Appropriated Surface Water Metric

This source attempts to quantify water that could be made available for new development by abandonment and transfer of the water right from its prior use. Such transfers have traditionally involved sales of water rights off irrigated farm land to urban uses.  The potential for such transfers is estimated based on the irrigated acreage in a given watershed that is devoted to low value agricultural production; specifically, irrigated hay and alfalfa.  Data (irrigated acreage and water volume applied) are taken from the U.S. Department of Agriculture’s Agricultural Census (USDA 2007). There is often resistance to large areas of agriculture being abandoned. As such land abandonment is limited to 5% of the total irrigated acreage in the watershed.
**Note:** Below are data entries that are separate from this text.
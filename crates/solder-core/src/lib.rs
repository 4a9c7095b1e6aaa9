//! # Solder Core
//!
//! The foundational types for the solder plugin manager.
//!
//! This crate provides the fundamental abstractions that are not tied to any
//! particular discovery or scheduling strategy. The resolver, registry, and
//! lifecycle machinery live in `solder-manager`; discovery, watching, and
//! host orchestration live in `solder-runtime`.
//!
//! ## Core Components
//!
//! ### Identity
//! - **PluginId**: opaque, cheap-to-clone plugin identity (byte equality)
//! - **VersionRange**: `Any` / `Exact` version matching
//!
//! ### Manifests
//! - **PluginManifest**: raw, string-valued metadata consumed at the
//!   discovery boundary
//! - **PluginKind**: `standard` vs. `library` (library plugins satisfy
//!   dependencies but are never initialized)
//!
//! ### Descriptors
//! - **Descriptor**: immutable per-plugin metadata plus its lifecycle hooks
//! - **DescriptorBuilder**: validating builder from a manifest or raw parts
//! - **InitArgs**: heterogeneous argument map handed to every hook

pub mod descriptor;
pub mod error;
pub mod identity;
pub mod metadata;

pub use descriptor::{
    ConstructHook, DeclaredDep, Descriptor, DescriptorBuilder, HookEntry, InitArgs, LifecycleHook,
    PluginInstance,
};
pub use error::{BoxError, PluginError, Result};
pub use identity::{ANY_VERSION, NO_PARENT, PluginId, VersionRange};
pub use metadata::{DependencyEntry, PluginKind, PluginManifest};
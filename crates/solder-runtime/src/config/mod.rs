//! Configuration loading for the solder host.
//!
//! Configuration lives in `solder.yaml` (or a file the host names
//! explicitly). The schema, the loader, and validation are split into
//! submodules; [`load_config`] is the one-call entry point.

mod loader;
mod schema;
mod validation;

pub use loader::{ConfigLoader, load_config, load_config_from_file};
pub use schema::{LogFormat, LoggingConfig, SolderConfig};
pub use validation::validate_config;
This limit is based on the average projected decline in irrigation across the western U.S.

For watersheds experiencing significant groundwater depletions (see unappropriated groundwater metric above) the available appropriated water is reduced by 50%. This is to account for the fact that some portion of future water rights abandonment is likely to be used to offset the groundwater depletion.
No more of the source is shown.